I have about 200 points in Cartesian plane (2D). I want to cluster these points to k clusters with respect to arbitrary distance function (not matrix) and get the so-called centroid or representatives of these clusters. I know kmeans does this with respect to some special distance functions such as Euclidean, Manhattan, Cosine, etc. But, kmeans cannot handle arbitrary distance function because for example in centroid-updating phase of kmeans with respect to Euclidean distance function, mean of the points in each cluster is the LSE and minimizes the sum of distances of the nodes in the cluster to its centroid (mean); however, mean of the points may not minimize the ditances when the distance function is something arbitrary. Could you please help me about it and tell me if you know about any clustering algorithms that can work for me?

3
First, note that in the literature, "distance" means: (1) d(x,y)=d(y,x), (2) d(x,y) <= d(x,z) + d(z,y), (3) d(x,y) = 0 if and only if x=y. Is this correct in your case as well?amit
Thanks for your consideration.

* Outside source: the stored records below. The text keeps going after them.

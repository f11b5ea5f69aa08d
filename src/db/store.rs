use std::collections::{HashMap, HashSet};
use std::fmt;
use std::future::Future;
use std::time::{Duration, SystemTime};

use serde::{Deserialize, Serialize};

use crate::error::{Error, Result};
use crate::fingerprint::{Fingerprint, HashCode};

#[derive(Debug, Clone, Copy, PartialEq, Eq, Hash, PartialOrd, Ord, Serialize, Deserialize)]
#[serde(transparent)]
pub struct TrackId(pub i32);

impl fmt::Display for TrackId {
    fn fmt(&self, f: &mut fmt::Formatter<'_>) -> fmt::Result {
        write!(f, "{}", self.0)
    }
}

/// A catalog entry. Its fingerprints are owned by it and go away with it.
#[derive(Debug, Clone, PartialEq, Eq, Serialize)]
pub struct Track {
    pub id: TrackId,
    pub name: String,
    pub source_path: Option<String>,
    pub content_hash: Option<String>,
    pub duration_ms: u64,
    pub fingerprint_count: u64,
    /// Set together with the fingerprint insert. A track without it is not
    /// matchable and may be purged.
    pub fingerprinted: bool,
    #[serde(skip)]
    pub created_at: SystemTime,
}

impl Track {
    /// Time since the row was created. Zero if the clock went backwards.
    pub fn age(&self) -> Duration {
        SystemTime::now()
            .duration_since(self.created_at)
            .unwrap_or_default()
    }
}

#[derive(Debug, Clone, PartialEq, Eq)]
pub struct NewTrack {
    pub name: String,
    pub source_path: Option<String>,
    pub content_hash: Option<String>,
    pub duration_ms: u64,
}

#[derive(Debug, Clone, Copy, Default, PartialEq, Eq, Serialize)]
pub struct StoreStats {
    pub tracks: u64,
    pub fingerprinted_tracks: u64,
    pub fingerprints: u64,
}

/// Every stored `(track, offset_ms)` for each requested hash that exists,
/// sorted. Hashes with no occurrences are absent.
pub type LookupResult = HashMap<HashCode, Vec<(TrackId, u32)>>;

/// Persists `(hash, track, offset)` records and answers batched lookups.
///
/// Every call takes a timeout and fails with [`Error::Timeout`] or
/// [`Error::StoreUnavailable`] instead of blocking past it. An error is
/// never reported as an empty result.
pub trait FingerprintStore: Send + Sync + 'static {
    /// Adds an unfingerprinted track. Fails with [`Error::DuplicateContent`]
    /// if a track with the same content hash exists.
    fn create_track(
        &self,
        track: NewTrack,
        timeout: Duration,
    ) -> impl Future<Output = Result<Track>> + Send;

    /// Stores all fingerprints of a track at once and marks it
    /// fingerprinted. Either every record becomes visible or none does.
    /// Duplicate `(hash, offset)` pairs are stored once; returns the number
    /// of records stored.
    fn insert_many(
        &self,
        track_id: TrackId,
        fingerprints: Vec<Fingerprint>,
        timeout: Duration,
    ) -> impl Future<Output = Result<u64>> + Send;

    fn lookup(
        &self,
        hashes: &HashSet<HashCode>,
        timeout: Duration,
    ) -> impl Future<Output = Result<LookupResult>> + Send;

    /// Deletes a track and all of its records; returns how many records
    /// went with it.
    fn remove_track(
        &self,
        track_id: TrackId,
        timeout: Duration,
    ) -> impl Future<Output = Result<u64>> + Send;

    /// The subset of `ids` that exist, ordered by id.
    fn tracks(
        &self,
        ids: &[TrackId],
        timeout: Duration,
    ) -> impl Future<Output = Result<Vec<Track>>> + Send;

    fn list_tracks(&self, timeout: Duration) -> impl Future<Output = Result<Vec<Track>>> + Send;

    fn find_by_content_hash(
        &self,
        content_hash: &str,
        timeout: Duration,
    ) -> impl Future<Output = Result<Option<Track>>> + Send;

    /// Drops tracks that never received their fingerprints.
    fn purge_unfingerprinted(
        &self,
        timeout: Duration,
    ) -> impl Future<Output = Result<Vec<TrackId>>> + Send;

    fn stats(&self, timeout: Duration) -> impl Future<Output = Result<StoreStats>> + Send;
}

/// Runs `future`, turning an expired deadline into [`Error::Timeout`].
pub async fn with_deadline<T>(
    timeout: Duration,
    future: impl Future<Output = Result<T>>,
) -> Result<T> {
    tokio::time::timeout(timeout, future)
        .await
        .map_err(|_| Error::Timeout(timeout))?
}

/// Sorted, duplicate-free `(hash, offset)` pairs.
pub(crate) fn distinct_records(fingerprints: &[Fingerprint]) -> Vec<(HashCode, u32)> {
    let mut records: Vec<(HashCode, u32)> = fingerprints
        .iter()
        .map(|fp| (fp.hash, fp.time_offset))
        .collect();
    records.sort_unstable();
    records.dedup();
    records
}
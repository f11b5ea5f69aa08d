use std::time::Duration;

use crate::db::TrackId;

pub type Result<T, E = Error> = std::result::Result<T, E>;

#[derive(Debug, thiserror::Error)]
pub enum Error {
    /// Audio shorter than one analysis window. The caller may pad or skip it.
    #[error("need at least {required} samples for one analysis window, got {actual}")]
    InsufficientSamples { required: usize, actual: usize },

    #[error("expected audio at {expected} Hz, got {actual} Hz")]
    SampleRateMismatch { expected: u32, actual: u32 },

    #[error("invalid configuration: {0}")]
    InvalidConfig(String),

    #[error("could not decode audio: {0}")]
    Decode(String),

    #[error("audio capture failed: {0}")]
    Capture(String),

    #[error("fingerprint store unavailable: {0}")]
    StoreUnavailable(String),

    #[error("store operation timed out after {0:?}")]
    Timeout(Duration),

    /// A batch insert failed partway. Nothing of the track was left queryable.
    #[error("ingest of track {track_id} failed partway and was rolled back")]
    PartialIngestFailure { track_id: TrackId, source: Box<Error> },

    #[error("no track with id {0}")]
    UnknownTrack(TrackId),

    #[error("track {0} already has fingerprints")]
    AlreadyFingerprinted(TrackId),

    /// The catalog already holds a track for this content.
    #[error("content already catalogued as track {0}")]
    DuplicateContent(TrackId),

    /// Another ingest of the same content has not finished yet.
    #[error("track {0} is still being ingested")]
    IngestInProgress(TrackId),

    #[error("{0} was cancelled before it finished")]
    Cancelled(String),

    #[error(transparent)]
    Io(#[from] std::io::Error),
}

impl Error {
    /// Whether the same call may succeed if repeated later.
    pub fn is_retryable(&self) -> bool {
        matches!(
            self,
            Error::StoreUnavailable(_)
                | Error::Timeout(_)
                | Error::PartialIngestFailure { .. }
                | Error::IngestInProgress(_)
        )
    }
}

No, actually 1 and 3 hold in our case, but not 2. There might be x,y, and z for which d(x,y) > d(x,z) + d(z,y).user3314148

3 Answers

2
votes

If you replace "mean" with "most central point in cluster", then you get the k-medoids algorithm. Wikipedia claims that a metric is required, but I believe that to be incorrect, since I can't see where the majorization-minimization proof needs the triangle inequality or even symmetry.

2
votes

There are various clustering algorithms that can work with arbitrary distance functions, in particular:

  • hierarchical clustering
  • k-medoids (PAM)
  • DBSCAN
  • OPTICS
  • many many more - get some good clustering book and/or software

But the only one which enforces k clusters and uses a "cluster representative" model is k-medoids. You may be putting too many constraints on the cluster model to get a wider choice.

0
votes

Since you want something that represents a centroid but is not one of the data points, a technique I once used was to perform something like Kmedoids on N random samples, then I took all the members of each cluster and used them as samples to build a classifier which returned a class label... in the end each class label returned from the classifier ends up being an abstract notion of a set of cluster/centroids. I did this for a very specific and nuanced reason, I know the flaws. If you don't want to have to specify K, and your vectors are not enormous and super sparse, then I would take a look at the cobweb clustering in JavaML, JavaML also has a decent KMedoids.